The goal of empi is to ease the administrator burden inherent in managing numerous HPC applications and libraries, each of which support some subset of the available MPI implementations. Also, empi strives to ensure that any user of an HPC system can happily work with their favorite implementation and supporting applications, while another user may utilize an entirely different implementation, with potentially overlapping applications.

If you are only concerned with quickly getting up and running, you may skip the rest of this section as it only serves to provide a description of how empi works behind the scenes.


Heavily based on sys-devel/crossdev, empi is a script wrapping portage that uses a small bit of trickery to emerge MPI implementations and any dependent packages to unique directories in /usr/lib/mpi/. Quickly explained, this is done by making a local overlay, creating new categories that define a set consisting of a single version of one MPI implementation and any packages that utilize this implementation, and then using that category to find the correct install locations. The bulk of the work involving portage is handled by mpi.eclass.

Empi itself can handle creating the overlay directory structure, merging definitions in package.use and package.keywords, and calling emerge for the required packages. The overlay is created using symlinks, so any update to the portage tree will be replicated in the empi overlay.


The eclass uses the package category to decide where a package should be installed inside of /usr/lib/mpi/. Only packages inheriting this eclass will ever be installed in this separate root. The advantage over using ROOT=/some/where/ emerge stuff being we only need to install packages that actually require MPI or are implementations into this separate root directory, everything else is provided by the standard system.

Note that it is required that any ebuild will have to be ported to use mpi.eclass, just inheriting in anything but the simplest ebuild will not work automatically. Currently autotools based packages can be ported with minimal effort. Sadly, these are in the minority in the HPC package space, so mpi.eclass also provides mechanisms for getting install paths as well as wrappers around the standard ebuild utilities, do* and new*, with the prefix mpi_. For instance, if an ebuild needs to call dobin, it should be ported to use mpi_dobin instead.

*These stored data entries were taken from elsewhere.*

//! Shared application state passed to every handler via Axum's `State` extractor.

use std::sync::Arc;
use std::time::Instant;

use tokio_util::sync::CancellationToken;

use crate::auth::AuthToken;
use crate::config::Config;
use crate::process::ProcessManager;
use crate::relay::RelayManager;
use crate::store::SessionStore;

/// Shared application state for the pockode server.
#[derive(Clone)]
pub struct AppState {
    /// Immutable configuration loaded at startup.
    pub config: Arc<Config>,
    /// Monotonic instant when the server started (for uptime calculation).
    pub start_time: Instant,
    /// Viewer shared secret.
    pub token: Arc<AuthToken>,
    /// Registry of running conversation processes and their viewers.
    pub processes: ProcessManager,
    /// Conversation history.
    pub store: Arc<dyn SessionStore>,
    /// Tunnel to the cloud relay (None when `[relay]` is disabled).
    pub relay: Option<Arc<RelayManager>>,
    /// Fires when the server begins shutting down; ends viewer loops.
    pub shutdown: CancellationToken,
}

The eclass should be transparent if empi is not being used; packages can still be emerged normally onto the system without any trace of mpi.eclass being used.


Recall that the grand unified goal is to enable users to easily work with different implementations at the same time on the same system. Therefore, unlike the majority of the other eselect modules, eselect-mpi is designed to administer a users' personal MPI environment. This is done by writing the required environment variables and other implementation specific details to ${HOME}/.env.d/mpi.sh and ${HOME}/.env.d/mpi.csh which the user must remember to source if they plan on utilizing the implementation. For the curious, all we're really doing is providing the environment variables such as PATH, MANPATH and LD_LIBRARY_PATH in this file.

A user may also use eselect-mpi to unselect an implementation. Then, after re-sourcing the appropriate file in ${HOME}/.env.d/, their environment is returned to its previous (empi-less) state and they may continue on with their work using the system MPI implementation (if installed).

Using empi

Installing empi

The above introduction makes a lot more sense once we actually get some implementations installed and start working with them. To begin, add the science overlay, which is where empi and the related ebuilds are currently being maintained.

root #emerge sys-cluster/empi

Adding an implementation and packages

To get started, we'll add a single implementation based on sys-cluster/openmpi as well as the sys-cluster/hpl package that will be built using openmpi and installed into the correct root.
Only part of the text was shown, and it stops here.